**Exercise description**
Your reply should contain every record, restated word for word.

**Listed entries**
== Segment start ==
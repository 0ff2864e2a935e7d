use chrono::{NaiveDate, NaiveDateTime};
use thiserror::Error;

/// A single cell value, before styling or formulas are attached.
#[derive(Debug, Clone, PartialEq, Default)]
pub enum DataCell {
    #[default]
    Blank,
    Text(String),
    Number(f64),
    Integer(i64),
    Boolean(bool),
    DateTime(NaiveDateTime),
    Error(CellError),
}

impl DataCell {
    /// Upper bound on the bytes the value itself needs once encoded.
    ///
    /// Scalars are bounded by the widest number text; text is bounded by the
    /// worst-case escape expansion of every source byte.
    pub fn encoded_len_hint(&self) -> usize {
        match self {
            DataCell::Blank => 0,
            DataCell::Text(s) => s.len() * crate::encode::MAX_ESCAPED_LEN,
            DataCell::Boolean(_) => 1,
            DataCell::Error(e) => e.as_str().len(),
            DataCell::Number(_) | DataCell::Integer(_) | DataCell::DateTime(_) => {
                crate::encode::MAX_NUMBER_LEN
            }
        }
    }

    pub fn is_blank(&self) -> bool {
        matches!(self, DataCell::Blank)
    }
}

impl From<&str> for DataCell {
    fn from(value: &str) -> Self {
        DataCell::Text(value.to_string())
    }
}

impl From<String> for DataCell {
    fn from(value: String) -> Self {
        DataCell::Text(value)
    }
}

impl From<f64> for DataCell {
    fn from(value: f64) -> Self {
        DataCell::Number(value)
    }
}

impl From<f32> for DataCell {
    fn from(value: f32) -> Self {
        DataCell::Number(value as f64)
    }
}

impl From<i64> for DataCell {
    fn from(value: i64) -> Self {
        DataCell::Integer(value)
    }
}

impl From<i32> for DataCell {
    fn from(value: i32) -> Self {
        DataCell::Integer(value as i64)
    }
}

impl From<u32> for DataCell {
    fn from(value: u32) -> Self {
        DataCell::Integer(value as i64)
    }
}

impl From<bool> for DataCell {
    fn from(value: bool) -> Self {
        DataCell::Boolean(value)
    }
}

impl From<NaiveDateTime> for DataCell {
    fn from(value: NaiveDateTime) -> Self {
        DataCell::DateTime(value)
    }
}

impl From<NaiveDate> for DataCell {
    fn from(value: NaiveDate) -> Self {
        DataCell::DateTime(value.and_time(chrono::NaiveTime::MIN))
    }
}

impl From<CellError> for DataCell {
    fn from(value: CellError) -> Self {
        DataCell::Error(value)
    }
}

impl<T: Into<DataCell>> From<Option<T>> for DataCell {
    fn from(value: Option<T>) -> Self {
        value.map_or(DataCell::Blank, Into::into)
    }
}

/// Spreadsheet error literals.
#[derive(Debug, Clone, Copy, PartialEq, Eq, Hash)]
pub enum CellError {
    Null,
    DivisionByZero,
    Value,
    Reference,
    Name,
    Number,
    NotAvailable,
    GettingData,
}

impl CellError {
    pub fn as_str(self) -> &'static str {
        match self {
            CellError::Null => "#NULL!",
            CellError::DivisionByZero => "#DIV/0!",
            CellError::Value => "#VALUE!",
            CellError::Reference => "#REF!",
            CellError::Name => "#NAME?",
            CellError::Number => "#NUM!",
            CellError::NotAvailable => "#N/A",
            CellError::GettingData => "#GETTING_DATA",
        }
    }
}

/// Style index already resolved against the workbook's `cellXfs`.
#[derive(Debug, Clone, Copy, PartialEq, Eq, Hash, PartialOrd, Ord)]
pub struct StyleId(pub u32);

impl From<u32> for StyleId {
    fn from(id: u32) -> Self {
        StyleId(id)
    }
}

#[derive(Debug, Clone, PartialEq)]
pub struct Formula {
    pub text: String,
    pub cached: Option<DataCell>,
}

impl Formula {
    pub fn new(text: impl Into<String>) -> Self {
        Self {
            text: text.into(),
            cached: None,
        }
    }

    pub fn with_cached(mut self, value: impl Into<DataCell>) -> Self {
        self.cached = Some(value.into());
        self
    }
}

/// A value with an optional style.
#[derive(Debug, Clone, PartialEq, Default)]
pub struct StyledCell {
    pub value: DataCell,
    pub style: Option<StyleId>,
}

impl StyledCell {
    pub fn new(value: impl Into<DataCell>, style: Option<StyleId>) -> Self {
        Self {
            value: value.into(),
            style,
        }
    }
}

#[derive(Debug, Clone, PartialEq)]
pub enum CellContent {
    Value(DataCell),
    Formula(Formula),
}

/// The most general cell: a value or a formula, optionally styled.
#[derive(Debug, Clone, PartialEq)]
pub struct Cell {
    pub content: CellContent,
    pub style: Option<StyleId>,
}

impl Cell {
    pub fn new(value: impl Into<DataCell>) -> Self {
        Self {
            content: CellContent::Value(value.into()),
            style: None,
        }
    }

    pub fn formula(formula: Formula) -> Self {
        Self {
            content: CellContent::Formula(formula),
            style: None,
        }
    }

    pub fn with_style(mut self, style: impl Into<StyleId>) -> Self {
        self.style = Some(style.into());
        self
    }
}

impl From<DataCell> for Cell {
    fn from(value: DataCell) -> Self {
        Cell::new(value)
    }
}

impl From<Formula> for Cell {
    fn from(formula: Formula) -> Self {
        Cell::formula(formula)
    }
}

/// Row-level attributes written on the `<row>` start tag.
#[derive(Debug, Clone, Default, PartialEq)]
pub struct RowOptions {
    /// Height in points.
    pub height: Option<f64>,
    pub hidden: bool,
    pub style: Option<StyleId>,
}

impl RowOptions {
    pub fn with_height(mut self, height: f64) -> Self {
        self.height = Some(height);
        self
    }

    pub fn hidden(mut self) -> Self {
        self.hidden = true;
        self
    }

    pub fn with_style(mut self, style: impl Into<StyleId>) -> Self {
        self.style = Some(style.into());
        self
    }
}

#[derive(Debug, Error)]
pub enum WriteError {
    #[error("IO error: {0}")]
    Io(#[from] std::io::Error),

    #[error("Validation error: {0}")]
    Validation(String),

    #[error("write was cancelled")]
    Cancelled,

    #[error("row stream is unusable after an earlier failure")]
    Poisoned,

    #[error("buffer size {size} is below the minimum of {min} bytes")]
    BufferTooSmall { size: usize, min: usize },
}

pub type Result<T> = std::result::Result<T, WriteError>;

#[cfg(test)]
mod tests {
    use super::*;

    #[test]
    fn test_option_maps_none_to_blank() {
        assert_eq!(DataCell::from(None::<i32>), DataCell::Blank);
        assert_eq!(DataCell::from(Some("x")), DataCell::Text("x".to_string()));
    }

    #[test]
    fn test_date_converts_at_midnight() {
        let date = NaiveDate::from_ymd_opt(2024, 1, 1).unwrap();
        let DataCell::DateTime(dt) = DataCell::from(date) else {
            panic!("expected a date-time cell");
        };
        assert_eq!(dt, date.and_hms_opt(0, 0, 0).unwrap());
    }

    #[test]
    fn test_len_hint_bounds_text_escapes() {
        let cell = DataCell::from("<<<");
        assert!(cell.encoded_len_hint() >= "&lt;&lt;&lt;".len());
        assert_eq!(DataCell::Boolean(true).encoded_len_hint(), 1);
    }

    #[test]
    fn test_error_literals() {
        assert_eq!(CellError::NotAvailable.as_str(), "#N/A");
        assert_eq!(CellError::DivisionByZero.as_str(), "#DIV/0!");
    }
}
== Segment end ==
**Output**
repository 0ff2864e2a935e7d
use chrono::{NaiveDate, NaiveDateTime};
use thiserror::Error;

/// A single cell value, before styling or formulas are attached.
#[derive(Debug, Clone, PartialEq, Default)]
pub enum DataCell {
    #[default]
    Blank,
    Text(String),
    Number(f64),
    Integer(i64),
    Boolean(bool),
    DateTime(NaiveDateTime),
    Error(CellError),
}

impl DataCell {
    /// Upper bound on the bytes the value itself needs once encoded.
    ///
    /// Scalars are bounded by the widest number text; text is bounded by the
    /// worst-case escape expansion of every source byte.
    pub fn encoded_len_hint(&self) -> usize {
        match self {
            DataCell::Blank => 0,
            DataCell::Text(s) => s.len() * crate::encode::MAX_ESCAPED_LEN,
            DataCell::Boolean(_) => 1,
            DataCell::Error(e) => e.as_str().len(),
            DataCell::Number(_) | DataCell::Integer(_) | DataCell::DateTime(_) => {
                crate::encode::MAX_NUMBER_LEN
            }
        }
    }

    pub fn is_blank(&self) -> bool {
        matches!(self, DataCell::Blank)
    }
}

impl From<&str> for DataCell {
    fn from(value: &str) -> Self {
        DataCell::Text(value.to_string())
    }
}

impl From<String> for DataCell {
    fn from(value: String) -> Self {
        DataCell::Text(value)
    }
}

impl From<f64> for DataCell {
    fn from(value: f64) -> Self {
        DataCell::Number(value)
    }
}

impl From<f32> for DataCell {
    fn from(value: f32) -> Self {
        DataCell::Number(value as f64)
    }
}

impl From<i64> for DataCell {
    fn from(value: i64) -> Self {
        DataCell::Integer(value)
    }
}

impl From<i32> for DataCell {
    fn from(value: i32) -> Self {
        DataCell::Integer(value as i64)
    }
}

impl From<u32> for DataCell {
    fn from(value: u32) -> Self {
        DataCell::Integer(value as i64)
    }
}

impl From<bool> for DataCell {
    fn from(value: bool) -> Self {
        DataCell::Boolean(value)
    }
}

impl From<NaiveDateTime> for DataCell {
    fn from(value: NaiveDateTime) -> Self {
        DataCell::DateTime(value)
    }
}

impl From<NaiveDate> for DataCell {
    fn from(value: NaiveDate) -> Self {
        DataCell::DateTime(value.and_time(chrono::NaiveTime::MIN))
    }
}

impl From<CellError> for DataCell {
    fn from(value: CellError) -> Self {
        DataCell::Error(value)
    }
}

impl<T: Into<DataCell>> From<Option<T>> for DataCell {
    fn from(value: Option<T>) -> Self {
        value.map_or(DataCell::Blank, Into::into)
    }
}

/// Spreadsheet error literals.
#[derive(Debug, Clone, Copy, PartialEq, Eq, Hash)]
pub enum CellError {
    Null,
    DivisionByZero,
    Value,
    Reference,
    Name,
    Number,
    NotAvailable,
    GettingData,
}

impl CellError {
    pub fn as_str(self) -> &'static str {
        match self {
            CellError::Null => "#NULL!",
            CellError::DivisionByZero => "#DIV/0!",
            CellError::Value => "#VALUE!",
            CellError::Reference => "#REF!",
            CellError::Name => "#NAME?",
            CellError::Number => "#NUM!",
            CellError::NotAvailable => "#N/A",
            CellError::GettingData => "#GETTING_DATA",
        }
    }
}

/// Style index already resolved against the workbook's `cellXfs`.
#[derive(Debug, Clone, Copy, PartialEq, Eq, Hash, PartialOrd, Ord)]
pub struct StyleId(pub u32);

impl From<u32> for StyleId {
    fn from(id: u32) -> Self {
        StyleId(id)
    }
}

#[derive(Debug, Clone, PartialEq)]
pub struct Formula {
    pub text: String,
    pub cached: Option<DataCell>,
}

impl Formula {
    pub fn new(text: impl Into<String>) -> Self {
        Self {
            text: text.into(),
            cached: None,
        }
    }

    pub fn with_cached(mut self, value: impl Into<DataCell>) -> Self {
        self.cached = Some(value.into());
        self
    }
}

/// A value with an optional style.
#[derive(Debug, Clone, PartialEq, Default)]
pub struct StyledCell {
    pub value: DataCell,
    pub style: Option<StyleId>,
}

impl StyledCell {
    pub fn new(value: impl Into<DataCell>, style: Option<StyleId>) -> Self {
        Self {
            value: value.into(),
            style,
        }
    }
}

#[derive(Debug, Clone, PartialEq)]
pub enum CellContent {
    Value(DataCell),
    Formula(Formula),
}

/// The most general cell: a value or a formula, optionally styled.
#[derive(Debug, Clone, PartialEq)]
pub struct Cell {
    pub content: CellContent,
    pub style: Option<StyleId>,
}

impl Cell {
    pub fn new(value: impl Into<DataCell>) -> Self {
        Self {
            content: CellContent::Value(value.into()),
            style: None,
        }
    }

    pub fn formula(formula: Formula) -> Self {
        Self {
            content: CellContent::Formula(formula),
            style: None,
        }
    }

    pub fn with_style(mut self, style: impl Into<StyleId>) -> Self {
        self.style = Some(style.into());
        self
    }
}

impl From<DataCell> for Cell {
    fn from(value: DataCell) -> Self {
        Cell::new(value)
    }
}

impl From<Formula> for Cell {
    fn from(formula: Formula) -> Self {
        Cell::formula(formula)
    }
}

/// Row-level attributes written on the `<row>` start tag.
#[derive(Debug, Clone, Default, PartialEq)]
pub struct RowOptions {
    /// Height in points.
    pub height: Option<f64>,
    pub hidden: bool,
    pub style: Option<StyleId>,
}

impl RowOptions {
    pub fn with_height(mut self, height: f64) -> Self {
        self.height = Some(height);
        self
    }

    pub fn hidden(mut self) -> Self {
        self.hidden = true;
        self
    }

    pub fn with_style(mut self, style: impl Into<StyleId>) -> Self {
        self.style = Some(style.into());
        self
    }
}

#[derive(Debug, Error)]
pub enum WriteError {
    #[error("IO error: {0}")]
    Io(#[from] std::io::Error),

    #[error("Validation error: {0}")]
    Validation(String),

    #[error("write was cancelled")]
    Cancelled,

    #[error("row stream is unusable after an earlier failure")]
    Poisoned,

    #[error("buffer size {size} is below the minimum of {min} bytes")]
    BufferTooSmall { size: usize, min: usize },
}

pub type Result<T> = std::result::Result<T, WriteError>;

#[cfg(test)]
mod tests {
    use super::*;

    #[test]
    fn test_option_maps_none_to_blank() {
        assert_eq!(DataCell::from(None::<i32>), DataCell::Blank);
        assert_eq!(DataCell::from(Some("x")), DataCell::Text("x".to_string()));
    }

    #[test]
    fn test_date_converts_at_midnight() {
        let date = NaiveDate::from_ymd_opt(2024, 1, 1).unwrap();
        let DataCell::DateTime(dt) = DataCell::from(date) else {
            panic!("expected a date-time cell");
        };
        assert_eq!(dt, date.and_hms_opt(0, 0, 0).unwrap());
    }

    #[test]
    fn test_len_hint_bounds_text_escapes() {
        let cell = DataCell::from("<<<");
        assert!(cell.encoded_len_hint() >= "&lt;&lt;&lt;".len());
        assert_eq!(DataCell::Boolean(true).encoded_len_hint(), 1);
    }

    #[test]
    fn test_error_literals() {
        assert_eq!(CellError::NotAvailable.as_str(), "#N/A");
        assert_eq!(CellError::DivisionByZero.as_str(), "#DIV/0!");
    }
}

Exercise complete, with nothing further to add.